----- Data for this task

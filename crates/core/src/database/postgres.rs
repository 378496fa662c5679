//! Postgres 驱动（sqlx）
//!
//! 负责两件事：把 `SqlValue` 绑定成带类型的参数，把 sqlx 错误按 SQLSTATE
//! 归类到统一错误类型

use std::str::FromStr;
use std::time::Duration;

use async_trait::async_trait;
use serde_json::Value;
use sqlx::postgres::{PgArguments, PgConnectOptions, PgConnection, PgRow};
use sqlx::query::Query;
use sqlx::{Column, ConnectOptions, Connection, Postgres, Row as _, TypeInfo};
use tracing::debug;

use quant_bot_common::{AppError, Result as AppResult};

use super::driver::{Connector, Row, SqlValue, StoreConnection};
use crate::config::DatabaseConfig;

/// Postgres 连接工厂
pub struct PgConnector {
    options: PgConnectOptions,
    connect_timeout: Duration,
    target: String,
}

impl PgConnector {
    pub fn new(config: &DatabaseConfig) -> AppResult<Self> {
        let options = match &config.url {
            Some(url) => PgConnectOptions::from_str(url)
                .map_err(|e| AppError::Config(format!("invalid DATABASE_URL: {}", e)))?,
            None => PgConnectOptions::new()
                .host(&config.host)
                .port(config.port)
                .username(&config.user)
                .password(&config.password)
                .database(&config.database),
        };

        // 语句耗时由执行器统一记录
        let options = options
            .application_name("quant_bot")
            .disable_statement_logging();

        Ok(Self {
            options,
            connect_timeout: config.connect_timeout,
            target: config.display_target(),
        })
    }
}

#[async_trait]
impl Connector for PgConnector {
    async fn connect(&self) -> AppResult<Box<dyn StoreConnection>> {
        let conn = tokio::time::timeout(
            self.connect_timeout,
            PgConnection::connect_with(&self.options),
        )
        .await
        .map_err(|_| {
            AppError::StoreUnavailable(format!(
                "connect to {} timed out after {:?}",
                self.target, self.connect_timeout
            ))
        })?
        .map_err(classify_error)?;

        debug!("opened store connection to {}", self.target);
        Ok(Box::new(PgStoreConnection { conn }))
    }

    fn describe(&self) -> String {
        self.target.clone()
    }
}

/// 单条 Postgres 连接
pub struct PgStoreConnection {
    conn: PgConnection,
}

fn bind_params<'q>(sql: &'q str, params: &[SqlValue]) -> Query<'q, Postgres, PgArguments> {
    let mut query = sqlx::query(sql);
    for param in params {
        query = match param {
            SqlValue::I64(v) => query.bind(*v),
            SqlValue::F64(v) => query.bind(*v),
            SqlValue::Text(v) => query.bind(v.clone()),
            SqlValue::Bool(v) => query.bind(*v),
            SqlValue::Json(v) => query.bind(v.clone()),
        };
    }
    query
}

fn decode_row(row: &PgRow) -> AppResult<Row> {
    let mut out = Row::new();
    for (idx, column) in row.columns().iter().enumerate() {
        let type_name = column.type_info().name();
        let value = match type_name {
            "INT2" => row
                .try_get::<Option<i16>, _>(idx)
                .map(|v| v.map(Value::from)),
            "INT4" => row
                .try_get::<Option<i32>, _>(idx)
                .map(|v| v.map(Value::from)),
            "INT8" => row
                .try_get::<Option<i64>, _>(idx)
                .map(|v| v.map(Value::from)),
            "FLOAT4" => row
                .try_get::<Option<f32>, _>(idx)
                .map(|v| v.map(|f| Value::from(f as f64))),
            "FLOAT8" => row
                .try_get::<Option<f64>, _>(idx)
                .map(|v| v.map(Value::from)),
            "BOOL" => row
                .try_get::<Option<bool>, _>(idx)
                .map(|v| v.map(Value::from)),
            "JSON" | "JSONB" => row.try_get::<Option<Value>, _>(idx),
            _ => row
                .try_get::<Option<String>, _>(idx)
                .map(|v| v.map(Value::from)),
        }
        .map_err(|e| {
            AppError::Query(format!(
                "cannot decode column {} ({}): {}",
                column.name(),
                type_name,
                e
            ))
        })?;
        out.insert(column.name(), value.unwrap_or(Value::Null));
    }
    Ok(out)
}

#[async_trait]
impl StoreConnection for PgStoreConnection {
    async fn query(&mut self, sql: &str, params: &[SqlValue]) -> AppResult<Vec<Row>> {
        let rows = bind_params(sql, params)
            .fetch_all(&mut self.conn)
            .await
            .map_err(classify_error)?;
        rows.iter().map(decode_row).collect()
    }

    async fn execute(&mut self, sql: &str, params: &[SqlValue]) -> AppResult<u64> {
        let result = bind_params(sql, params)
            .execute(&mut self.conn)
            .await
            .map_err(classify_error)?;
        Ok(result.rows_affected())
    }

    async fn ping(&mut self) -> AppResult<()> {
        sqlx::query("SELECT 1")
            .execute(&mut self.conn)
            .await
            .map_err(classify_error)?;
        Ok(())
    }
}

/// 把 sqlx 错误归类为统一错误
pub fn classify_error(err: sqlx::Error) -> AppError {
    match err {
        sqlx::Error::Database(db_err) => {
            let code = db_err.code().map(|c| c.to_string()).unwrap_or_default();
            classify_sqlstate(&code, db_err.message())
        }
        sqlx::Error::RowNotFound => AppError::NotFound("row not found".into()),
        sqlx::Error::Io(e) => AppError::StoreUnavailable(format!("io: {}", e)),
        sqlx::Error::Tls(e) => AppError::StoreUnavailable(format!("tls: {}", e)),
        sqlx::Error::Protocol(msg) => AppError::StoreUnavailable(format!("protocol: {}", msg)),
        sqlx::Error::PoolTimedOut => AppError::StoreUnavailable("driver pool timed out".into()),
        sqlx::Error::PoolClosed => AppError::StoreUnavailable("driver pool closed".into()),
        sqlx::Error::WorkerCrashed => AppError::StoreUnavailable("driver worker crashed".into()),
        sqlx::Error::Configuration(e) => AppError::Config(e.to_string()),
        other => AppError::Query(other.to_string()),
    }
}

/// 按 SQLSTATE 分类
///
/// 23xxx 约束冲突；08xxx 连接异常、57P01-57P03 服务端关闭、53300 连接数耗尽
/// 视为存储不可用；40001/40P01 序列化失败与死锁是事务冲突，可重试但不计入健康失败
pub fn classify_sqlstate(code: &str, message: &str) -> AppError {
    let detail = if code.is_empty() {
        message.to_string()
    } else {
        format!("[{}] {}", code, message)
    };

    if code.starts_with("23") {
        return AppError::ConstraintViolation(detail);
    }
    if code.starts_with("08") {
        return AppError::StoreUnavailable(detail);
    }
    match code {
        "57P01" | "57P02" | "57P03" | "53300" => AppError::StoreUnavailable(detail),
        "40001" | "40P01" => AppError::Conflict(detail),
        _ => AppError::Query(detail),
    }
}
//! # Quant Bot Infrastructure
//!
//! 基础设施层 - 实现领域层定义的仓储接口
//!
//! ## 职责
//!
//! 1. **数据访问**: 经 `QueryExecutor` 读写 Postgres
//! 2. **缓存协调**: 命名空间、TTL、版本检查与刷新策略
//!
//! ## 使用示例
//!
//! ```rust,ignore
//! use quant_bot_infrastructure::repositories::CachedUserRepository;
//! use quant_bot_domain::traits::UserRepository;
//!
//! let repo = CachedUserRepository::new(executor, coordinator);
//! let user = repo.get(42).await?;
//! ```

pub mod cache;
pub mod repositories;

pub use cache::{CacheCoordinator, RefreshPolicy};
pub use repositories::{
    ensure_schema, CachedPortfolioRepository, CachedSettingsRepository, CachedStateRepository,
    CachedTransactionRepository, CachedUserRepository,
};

----------
----- Data for this task

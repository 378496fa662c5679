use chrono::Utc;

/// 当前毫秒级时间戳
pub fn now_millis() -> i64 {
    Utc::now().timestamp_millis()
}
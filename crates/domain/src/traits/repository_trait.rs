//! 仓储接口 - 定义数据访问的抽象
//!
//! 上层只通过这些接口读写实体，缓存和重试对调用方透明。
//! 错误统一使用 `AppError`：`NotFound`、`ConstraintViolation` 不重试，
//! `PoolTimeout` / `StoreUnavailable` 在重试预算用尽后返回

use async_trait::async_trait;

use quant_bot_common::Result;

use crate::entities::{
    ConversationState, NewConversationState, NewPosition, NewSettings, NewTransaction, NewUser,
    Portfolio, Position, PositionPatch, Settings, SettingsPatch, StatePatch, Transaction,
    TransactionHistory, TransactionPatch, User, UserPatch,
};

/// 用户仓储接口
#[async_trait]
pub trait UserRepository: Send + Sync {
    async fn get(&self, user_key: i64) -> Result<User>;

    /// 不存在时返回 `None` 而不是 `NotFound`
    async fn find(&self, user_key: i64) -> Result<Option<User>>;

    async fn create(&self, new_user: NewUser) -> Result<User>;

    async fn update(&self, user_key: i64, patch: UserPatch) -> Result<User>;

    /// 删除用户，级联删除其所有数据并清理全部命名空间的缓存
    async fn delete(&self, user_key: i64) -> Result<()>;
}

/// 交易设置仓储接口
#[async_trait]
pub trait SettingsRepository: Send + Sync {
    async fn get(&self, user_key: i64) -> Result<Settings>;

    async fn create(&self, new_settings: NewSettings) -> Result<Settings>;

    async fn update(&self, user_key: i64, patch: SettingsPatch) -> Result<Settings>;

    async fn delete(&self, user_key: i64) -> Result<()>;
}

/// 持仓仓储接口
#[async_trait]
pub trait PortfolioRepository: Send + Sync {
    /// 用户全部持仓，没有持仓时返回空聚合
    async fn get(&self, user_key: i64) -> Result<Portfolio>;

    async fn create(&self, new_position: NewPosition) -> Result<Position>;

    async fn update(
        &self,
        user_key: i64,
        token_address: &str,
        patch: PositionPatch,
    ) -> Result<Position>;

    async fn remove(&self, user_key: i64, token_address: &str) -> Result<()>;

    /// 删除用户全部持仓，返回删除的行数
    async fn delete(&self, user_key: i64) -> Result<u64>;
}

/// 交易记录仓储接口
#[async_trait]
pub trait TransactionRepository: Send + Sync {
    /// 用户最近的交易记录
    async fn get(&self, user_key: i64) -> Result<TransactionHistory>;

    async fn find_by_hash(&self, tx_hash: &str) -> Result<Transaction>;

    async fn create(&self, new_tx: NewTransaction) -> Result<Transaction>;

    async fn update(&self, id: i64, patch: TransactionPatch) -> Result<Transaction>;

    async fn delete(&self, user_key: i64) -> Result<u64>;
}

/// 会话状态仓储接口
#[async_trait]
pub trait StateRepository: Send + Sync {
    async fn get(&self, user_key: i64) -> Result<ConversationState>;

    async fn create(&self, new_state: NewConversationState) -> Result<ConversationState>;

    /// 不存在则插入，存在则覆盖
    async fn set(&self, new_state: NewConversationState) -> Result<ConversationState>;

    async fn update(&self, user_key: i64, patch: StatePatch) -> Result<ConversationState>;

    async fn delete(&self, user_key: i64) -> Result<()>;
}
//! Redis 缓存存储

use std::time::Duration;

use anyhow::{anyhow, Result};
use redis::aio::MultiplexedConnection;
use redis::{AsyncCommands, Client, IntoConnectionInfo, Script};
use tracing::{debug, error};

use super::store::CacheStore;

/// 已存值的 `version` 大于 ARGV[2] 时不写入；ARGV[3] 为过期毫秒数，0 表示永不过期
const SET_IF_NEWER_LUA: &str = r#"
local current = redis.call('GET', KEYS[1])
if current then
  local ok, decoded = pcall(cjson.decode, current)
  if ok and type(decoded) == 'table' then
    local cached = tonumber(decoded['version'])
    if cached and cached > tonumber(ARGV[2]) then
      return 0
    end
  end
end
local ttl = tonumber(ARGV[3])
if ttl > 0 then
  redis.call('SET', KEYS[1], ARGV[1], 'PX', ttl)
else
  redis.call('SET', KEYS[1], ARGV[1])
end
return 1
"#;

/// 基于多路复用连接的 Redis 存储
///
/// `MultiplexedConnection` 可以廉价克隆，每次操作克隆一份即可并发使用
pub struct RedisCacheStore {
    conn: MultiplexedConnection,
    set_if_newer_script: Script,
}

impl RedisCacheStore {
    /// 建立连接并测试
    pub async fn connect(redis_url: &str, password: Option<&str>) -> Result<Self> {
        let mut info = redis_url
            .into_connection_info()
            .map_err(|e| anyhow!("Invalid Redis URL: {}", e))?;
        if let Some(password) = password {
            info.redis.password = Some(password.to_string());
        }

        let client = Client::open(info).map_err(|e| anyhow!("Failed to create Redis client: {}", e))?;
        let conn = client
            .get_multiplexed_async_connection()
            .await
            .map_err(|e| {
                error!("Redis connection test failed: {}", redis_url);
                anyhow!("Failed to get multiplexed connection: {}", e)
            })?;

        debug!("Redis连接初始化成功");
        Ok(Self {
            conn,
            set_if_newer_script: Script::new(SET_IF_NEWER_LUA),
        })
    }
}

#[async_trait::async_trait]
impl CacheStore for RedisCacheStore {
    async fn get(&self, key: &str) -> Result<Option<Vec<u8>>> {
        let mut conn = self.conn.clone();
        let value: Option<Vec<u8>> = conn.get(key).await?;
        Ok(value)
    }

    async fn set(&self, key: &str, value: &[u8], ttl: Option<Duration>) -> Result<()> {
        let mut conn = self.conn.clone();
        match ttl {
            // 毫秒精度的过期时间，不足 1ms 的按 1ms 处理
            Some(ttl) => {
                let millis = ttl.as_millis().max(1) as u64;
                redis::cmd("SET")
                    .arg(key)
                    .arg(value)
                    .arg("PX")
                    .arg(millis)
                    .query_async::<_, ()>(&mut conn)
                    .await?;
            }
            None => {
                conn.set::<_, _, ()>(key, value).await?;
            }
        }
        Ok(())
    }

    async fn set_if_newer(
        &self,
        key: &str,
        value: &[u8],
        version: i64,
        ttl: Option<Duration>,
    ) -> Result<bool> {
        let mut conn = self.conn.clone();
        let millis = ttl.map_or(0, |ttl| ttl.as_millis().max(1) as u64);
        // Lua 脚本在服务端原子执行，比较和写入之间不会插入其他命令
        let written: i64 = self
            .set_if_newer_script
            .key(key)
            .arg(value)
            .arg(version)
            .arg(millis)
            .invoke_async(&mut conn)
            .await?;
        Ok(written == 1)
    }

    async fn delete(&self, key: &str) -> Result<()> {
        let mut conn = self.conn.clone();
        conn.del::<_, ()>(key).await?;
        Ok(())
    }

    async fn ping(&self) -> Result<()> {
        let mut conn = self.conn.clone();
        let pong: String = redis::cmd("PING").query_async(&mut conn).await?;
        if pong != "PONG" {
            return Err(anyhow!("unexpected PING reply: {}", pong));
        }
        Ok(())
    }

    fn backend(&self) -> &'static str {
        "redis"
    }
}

----------
----- Data for this task

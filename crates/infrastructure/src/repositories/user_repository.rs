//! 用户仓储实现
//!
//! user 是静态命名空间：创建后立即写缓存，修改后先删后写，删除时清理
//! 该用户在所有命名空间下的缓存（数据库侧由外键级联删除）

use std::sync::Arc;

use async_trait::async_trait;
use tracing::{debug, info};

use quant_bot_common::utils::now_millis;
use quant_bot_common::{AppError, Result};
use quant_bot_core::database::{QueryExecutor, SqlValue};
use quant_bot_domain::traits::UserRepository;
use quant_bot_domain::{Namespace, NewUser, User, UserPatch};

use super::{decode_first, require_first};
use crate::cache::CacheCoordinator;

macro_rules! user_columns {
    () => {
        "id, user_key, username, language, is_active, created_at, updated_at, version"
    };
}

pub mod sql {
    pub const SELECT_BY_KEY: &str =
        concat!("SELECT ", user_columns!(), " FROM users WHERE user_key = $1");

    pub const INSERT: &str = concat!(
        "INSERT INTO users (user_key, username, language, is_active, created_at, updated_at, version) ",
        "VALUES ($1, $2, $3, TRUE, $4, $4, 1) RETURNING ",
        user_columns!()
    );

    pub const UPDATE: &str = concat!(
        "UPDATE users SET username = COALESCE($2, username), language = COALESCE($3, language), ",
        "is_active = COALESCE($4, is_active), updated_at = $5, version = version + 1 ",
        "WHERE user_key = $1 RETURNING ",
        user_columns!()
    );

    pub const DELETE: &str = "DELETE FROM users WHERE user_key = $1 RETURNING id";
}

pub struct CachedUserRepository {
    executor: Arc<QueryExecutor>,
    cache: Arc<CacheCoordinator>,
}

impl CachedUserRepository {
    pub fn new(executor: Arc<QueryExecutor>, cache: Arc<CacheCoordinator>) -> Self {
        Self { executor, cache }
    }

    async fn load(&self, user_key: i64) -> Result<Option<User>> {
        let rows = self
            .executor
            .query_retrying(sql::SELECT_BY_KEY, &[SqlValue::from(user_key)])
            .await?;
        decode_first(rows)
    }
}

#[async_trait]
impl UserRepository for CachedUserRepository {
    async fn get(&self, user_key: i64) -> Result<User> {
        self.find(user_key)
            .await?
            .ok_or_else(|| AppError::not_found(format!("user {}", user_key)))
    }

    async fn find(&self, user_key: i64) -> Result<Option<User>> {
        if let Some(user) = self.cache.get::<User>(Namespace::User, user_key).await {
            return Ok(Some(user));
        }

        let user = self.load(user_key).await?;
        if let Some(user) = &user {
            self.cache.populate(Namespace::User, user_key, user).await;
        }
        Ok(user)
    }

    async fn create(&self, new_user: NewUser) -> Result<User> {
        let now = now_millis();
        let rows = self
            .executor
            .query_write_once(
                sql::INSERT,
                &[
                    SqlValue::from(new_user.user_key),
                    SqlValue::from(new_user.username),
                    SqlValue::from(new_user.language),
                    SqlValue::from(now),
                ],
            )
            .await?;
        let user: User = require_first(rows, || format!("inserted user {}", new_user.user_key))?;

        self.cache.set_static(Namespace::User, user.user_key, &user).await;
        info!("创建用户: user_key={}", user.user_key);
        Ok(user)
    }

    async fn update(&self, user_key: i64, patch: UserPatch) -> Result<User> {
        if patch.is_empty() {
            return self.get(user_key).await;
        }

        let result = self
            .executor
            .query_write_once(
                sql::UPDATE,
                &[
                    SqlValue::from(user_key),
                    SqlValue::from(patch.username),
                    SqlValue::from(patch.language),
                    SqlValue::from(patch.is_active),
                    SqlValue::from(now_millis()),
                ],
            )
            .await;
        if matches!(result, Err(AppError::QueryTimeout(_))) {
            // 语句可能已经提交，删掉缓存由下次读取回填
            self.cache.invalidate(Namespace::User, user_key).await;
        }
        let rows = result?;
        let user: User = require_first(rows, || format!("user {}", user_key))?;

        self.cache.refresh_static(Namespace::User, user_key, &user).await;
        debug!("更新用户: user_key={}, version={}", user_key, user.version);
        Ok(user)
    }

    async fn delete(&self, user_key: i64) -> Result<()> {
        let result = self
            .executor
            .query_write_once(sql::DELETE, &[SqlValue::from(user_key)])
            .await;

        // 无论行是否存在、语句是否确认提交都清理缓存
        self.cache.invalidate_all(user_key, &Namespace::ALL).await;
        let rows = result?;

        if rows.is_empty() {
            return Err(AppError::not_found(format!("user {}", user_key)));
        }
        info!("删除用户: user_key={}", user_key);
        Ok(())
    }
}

----------

To do => Return only the count of lines in the listing above that hold the string "AppResult".

The answer => 7